Livenet: Boris Giesbrecht, der «Studiengang Praktisches Christsein» (SPC) vom Seminar für biblische Theologie Beatenberg ging hinter Gitter, weshalb?
Boris Giesbrecht: Zu unserem Studienprogramm im SPC gehören regelmässige Kurzpraktika. Diesmal unterstützten wir die Mitarbeiter einer diakonischen Einrichtung, die den Zutritt zu einem Männergefängnis in Wuppertal und einem Frauengefängnis in Köln hat. Mit Liedern, Theatern und persönlichen Erlebnissen wollten wir den Gefangenen zeigen, dass Gott sie liebt. Dabei rechneten wir mit allen denkbaren Reaktionen, von offener Ablehnung bis Gleichgültigkeit. Zu unserer Überraschung waren die Gefangenen interessiert. Sie waren froh, mal wieder gleichaltrige junge Leute um sich zu haben, und wollten wissen, wer wir sind und warum wir zu ihnen ins Gefängnis kommen. Im Männergefängnis haben die Gefangengen sogar kräftig mitgesungen. Jeder wollte selbst ein Lied aussuchen. Dann hörten sie konzentriert unseren Inputs zu. Wo findet man so was sonst noch? Die Treffen waren für die Gefangenen so anregend, dass sie berichteten, wie es so weit kam, dass sie im Knast landeten.

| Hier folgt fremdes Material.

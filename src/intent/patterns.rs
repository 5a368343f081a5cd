//! Bilingual pattern tables for intent classification
//!
//! Tables are matched in declaration order and the first match wins. When
//! several actions match the same input the earlier row is kept even if a
//! later one fits better.

use super::DetectedAction;
use regex::Regex;
use std::sync::LazyLock;

/// One row of the action table
pub struct ActionPattern {
    pub action: DetectedAction,
    pub patterns: Vec<Regex>,
    pub confidence_base: f64,
}

fn compile(patterns: &[&str]) -> Vec<Regex> {
    patterns
        .iter()
        .map(|p| Regex::new(p).expect("valid regex"))
        .collect()
}

pub static ACTION_PATTERNS: LazyLock<Vec<ActionPattern>> = LazyLock::new(|| {
    vec![
        ActionPattern {
            action: DetectedAction::AddField,
            patterns: compile(&[
                r"(加|添加|增加|新增).{0,12}(字段|属性|列)",
                r"(?i)\b(add|include|introduce)\b.*\b(field|column|property|attribute)\b",
            ]),
            confidence_base: 0.8,
        },
        ActionPattern {
            action: DetectedAction::RemoveField,
            patterns: compile(&[
                r"(删除|移除|去掉|删掉|去除).{0,12}(字段|属性|列)",
                r"(?i)\b(remove|delete|drop)\b.*\b(field|column|property|attribute)\b",
            ]),
            confidence_base: 0.8,
        },
        ActionPattern {
            action: DetectedAction::AddValidation,
            patterns: compile(&[
                r"(验证|校验|必填|格式检查)",
                r"(?i)\b(validat\w*|required|constraint|sanitiz\w*)\b",
            ]),
            confidence_base: 0.75,
        },
        ActionPattern {
            action: DetectedAction::CreateApi,
            patterns: compile(&[
                r"(?i)(创建|新建|添加|增加|写).{0,12}(接口|api|端点|路由)",
                r"(?i)\b(create|add|build|make|expose|new)\b.*\b(api|endpoint|route|procedure|mutation)\b",
            ]),
            confidence_base: 0.7,
        },
        ActionPattern {
            action: DetectedAction::CreateUi,
            patterns: compile(&[
                r"(?i)(创建|新建|添加|做|写).{0,12}(页面|界面|组件|表单|ui)",
                r"(?i)\b(create|add|build|make|new)\b.*\b(page|component|form|ui|screen|view)\b",
            ]),
            confidence_base: 0.7,
        },
    ]
});

/// Identifier following a Chinese preposition (`给User...`)
pub static ZH_PREPOSITION_ENTITY: LazyLock<Regex> = LazyLock::new(|| {
    Regex::new(r"[给为在对从]\s*([A-Za-z][A-Za-z0-9_]*)").expect("valid regex")
});

/// Chinese prepositions, for synonym lookups on the text that follows
pub static ZH_PREPOSITION: LazyLock<Regex> =
    LazyLock::new(|| Regex::new(r"[给为在对从]\s*").expect("valid regex"));

/// `to/from/for/on/in [the] X`
pub static EN_PREPOSITION_ENTITY: LazyLock<Regex> = LazyLock::new(|| {
    Regex::new(r"(?i)\b(?:to|from|for|on|in)\s+(?:the\s+|a\s+|an\s+)?([A-Za-z][A-Za-z0-9_]*)")
        .expect("valid regex")
});

pub static PASCAL_CASE_WORD: LazyLock<Regex> = LazyLock::new(|| {
    Regex::new(r"\b([A-Z][a-z0-9]+(?:[A-Z][a-z0-9]+)*)\b").expect("valid regex")
});

/// `add [a|an|the|new] <field> field`
pub static EN_FIELD_FALLBACK: LazyLock<Regex> = LazyLock::new(|| {
    Regex::new(
        r"(?i)\badd\s+(?:(?:a|an|the|new)\s+)*([A-Za-z][A-Za-z0-9_]*)\s+(?:field|column|property|attribute)\b",
    )
    .expect("valid regex")
});

/// `加一个<field>字段`
pub static ZH_FIELD_FALLBACK: LazyLock<Regex> = LazyLock::new(|| {
    Regex::new(r"(?:加|添加|增加|新增)\s*(?:一个|个)?\s*([A-Za-z][A-Za-z0-9_]*)\s*(?:字段|属性|列)")
        .expect("valid regex")
});

/// Words never taken from a preposition or capitalization capture.
/// `order` is here because of "in order to"; it still resolves through the synonym scan.
pub const ENTITY_STOP_WORDS: &[&str] = &[
    "a", "an", "the", "this", "that", "it", "my", "our", "add", "remove", "delete", "drop",
    "create", "build", "make", "update", "where", "how", "what", "which", "find", "show",
    "include", "please", "validate", "validation", "field", "fields", "column", "api", "ui",
    "page", "form", "new", "order", "i",
];

/// Surface form -> canonical entity name
pub const ENTITY_SYNONYMS: &[(&str, &str)] = &[
    ("用户", "User"),
    ("user", "User"),
    ("users", "User"),
    ("账户", "Account"),
    ("账号", "Account"),
    ("account", "Account"),
    ("产品", "Product"),
    ("商品", "Product"),
    ("product", "Product"),
    ("products", "Product"),
    ("订单", "Order"),
    ("order", "Order"),
    ("orders", "Order"),
    ("支付", "Payment"),
    ("付款", "Payment"),
    ("payment", "Payment"),
    ("文章", "Post"),
    ("帖子", "Post"),
    ("post", "Post"),
    ("评论", "Comment"),
    ("comment", "Comment"),
    ("分类", "Category"),
    ("类别", "Category"),
    ("category", "Category"),
    ("标签", "Tag"),
    ("tag", "Tag"),
    ("客户", "Customer"),
    ("customer", "Customer"),
    ("团队", "Team"),
    ("team", "Team"),
    ("项目", "Project"),
    ("project", "Project"),
    ("发票", "Invoice"),
    ("invoice", "Invoice"),
    ("会话", "Session"),
    ("session", "Session"),
];

/// Surface form -> canonical field name
pub const FIELD_SYNONYMS: &[(&str, &str)] = &[
    ("出生日期", "birthday"),
    ("生日", "birthday"),
    ("年龄", "age"),
    ("手机号码", "phone"),
    ("手机号", "phone"),
    ("手机", "phone"),
    ("电话号码", "phone"),
    ("电话", "phone"),
    ("电子邮件", "email"),
    ("邮箱", "email"),
    ("地址", "address"),
    ("姓名", "name"),
    ("名字", "name"),
    ("名称", "name"),
    ("昵称", "nickname"),
    ("头像", "avatar"),
    ("密码", "password"),
    ("性别", "gender"),
    ("价格", "price"),
    ("金额", "amount"),
    ("描述", "description"),
    ("简介", "bio"),
    ("状态", "status"),
    ("数量", "quantity"),
    ("库存", "stock"),
    ("标题", "title"),
    ("内容", "content"),
    ("备注", "notes"),
    ("网址", "url"),
    ("链接", "url"),
    ("创建时间", "createdAt"),
    ("更新时间", "updatedAt"),
    ("birthday", "birthday"),
    ("birth date", "birthday"),
    ("date of birth", "birthday"),
    ("age", "age"),
    ("phone number", "phone"),
    ("phone", "phone"),
    ("mobile", "phone"),
    ("email address", "email"),
    ("email", "email"),
    ("address", "address"),
    ("nickname", "nickname"),
    ("avatar", "avatar"),
    ("password", "password"),
    ("gender", "gender"),
    ("price", "price"),
    ("amount", "amount"),
    ("description", "description"),
    ("bio", "bio"),
    ("status", "status"),
    ("quantity", "quantity"),
    ("stock", "stock"),
    ("title", "title"),
];

fn is_ascii_key(key: &str) -> bool {
    key.is_ascii()
}

/// Whether `key` occurs in `lower` as a whole word
fn contains_word(lower: &str, key: &str) -> bool {
    lower.match_indices(key).any(|(start, _)| {
        let before = lower[..start].chars().next_back();
        let after = lower[start + key.len()..].chars().next();
        let boundary = |c: Option<char>| c.map_or(true, |c| !c.is_ascii_alphanumeric() && c != '_');
        boundary(before) && boundary(after)
    })
}

/// Canonical entity for a surface form, if it is in the synonym table
pub fn canonical_entity(word: &str) -> Option<&'static str> {
    let lower = word.to_lowercase();
    ENTITY_SYNONYMS
        .iter()
        .find(|(key, _)| *key == lower)
        .map(|(_, canonical)| *canonical)
}

/// Canonical entity whose Chinese key starts `text`
pub fn entity_prefix(text: &str) -> Option<&'static str> {
    ENTITY_SYNONYMS
        .iter()
        .filter(|(key, _)| !is_ascii_key(key) && text.starts_with(key))
        .max_by_key(|(key, _)| key.chars().count())
        .map(|(_, canonical)| *canonical)
}

/// First entity synonym mentioned anywhere in the text
pub fn scan_entity(text: &str) -> Option<&'static str> {
    let lower = text.to_lowercase();
    ENTITY_SYNONYMS
        .iter()
        .find(|(key, _)| {
            if is_ascii_key(key) {
                contains_word(&lower, key)
            } else {
                text.contains(key)
            }
        })
        .map(|(_, canonical)| *canonical)
}

/// Canonical field named in the text. The longest Chinese key wins, then
/// the longest English key.
pub fn scan_field(text: &str) -> Option<&'static str> {
    let zh = FIELD_SYNONYMS
        .iter()
        .filter(|(key, _)| !is_ascii_key(key) && text.contains(key))
        .max_by_key(|(key, _)| key.chars().count());
    if let Some((_, canonical)) = zh {
        return Some(*canonical);
    }

    let lower = text.to_lowercase();
    FIELD_SYNONYMS
        .iter()
        .filter(|(key, _)| is_ascii_key(key) && contains_word(&lower, key))
        .max_by_key(|(key, _)| key.len())
        .map(|(_, canonical)| *canonical)
}

/// Canonical field for a surface form, if it is in the synonym table
pub fn canonical_field(word: &str) -> Option<&'static str> {
    let lower = word.to_lowercase();
    FIELD_SYNONYMS
        .iter()
        .find(|(key, _)| *key == lower)
        .map(|(_, canonical)| *canonical)
}

#[cfg(test)]
mod tests {
    use super::*;

    #[test]
    fn test_action_table_order() {
        let order: Vec<DetectedAction> = ACTION_PATTERNS.iter().map(|p| p.action).collect();
        assert_eq!(
            order,
            vec![
                DetectedAction::AddField,
                DetectedAction::RemoveField,
                DetectedAction::AddValidation,
                DetectedAction::CreateApi,
                DetectedAction::CreateUi,
            ]
        );
    }

    #[test]
    fn test_longest_chinese_field_key_wins() {
        assert_eq!(scan_field("给用户加手机号码字段"), Some("phone"));
        assert_eq!(scan_field("添加出生日期"), Some("birthday"));
        assert_eq!(scan_field("add a phone number"), Some("phone"));
        assert_eq!(scan_field("nothing here"), None);
    }

    #[test]
    fn test_entity_lookups() {
        assert_eq!(canonical_entity("USERS"), Some("User"));
        assert_eq!(entity_prefix("商品加一个价格字段"), Some("Product"));
        assert_eq!(scan_entity("add stock to every product"), Some("Product"));
        assert_eq!(scan_entity("superuser settings"), None);
    }

    #[test]
    fn test_contains_word_boundaries() {
        assert!(contains_word("the user table", "user"));
        assert!(!contains_word("the users_v2 table", "user"));
        assert!(contains_word("user", "user"));
    }
}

Was berührte euch besonders?
Ein junger Gefangener meinte: «Ich habe es verdient, hier zu sein.» Er hat Verantwortung für seine Taten übernommen und nun angefangen, die Bibel zu lesen. Das macht Mut. Uns ist noch klarer geworden, dass die gute Nachricht von Jesus die einzige Hoffnung bringt. Egal, wie schlimm die Lebensumstände oder Zukunftsperspektiven sind: Das Wort Gottes allein schenkt ihnen Halt und Hoffnung. Ihnen wie uns, die wir bisher von Gefängnisstrafen verschont blieben.
Vor dem Gefängnisbesuch überlegten wir uns etwas unsicher, wie wir mit einem Gefangenen überhaupt ins Gespräch kommen können. Was beschäftigt sie? Im Nachhinein stellten wir fest: Bereits unsere Anwesenheit brachte Bewegung, da und dort auch Freude. Die Insassen sind Menschen wie wir auch: Sie sind wertvoll in Gottes Augen. Das half uns, die Unsicherheit zu überwinden.
Ist schon ein nächster Gefängnisbesuch geplant?
Die Gute Nachricht muss ja gerade da hinkommen, wo sie gebraucht wird. Aber es gibt ja noch andere Bereiche, in denen wir uns einsetzen möchten: Jugendevents, Gottesdienste landauf, landab, ferner praktische Unterstützung von Missionsteams. Deshalb ist bei uns leider erst 2017 wieder ein Gefängnispraktikum möglich.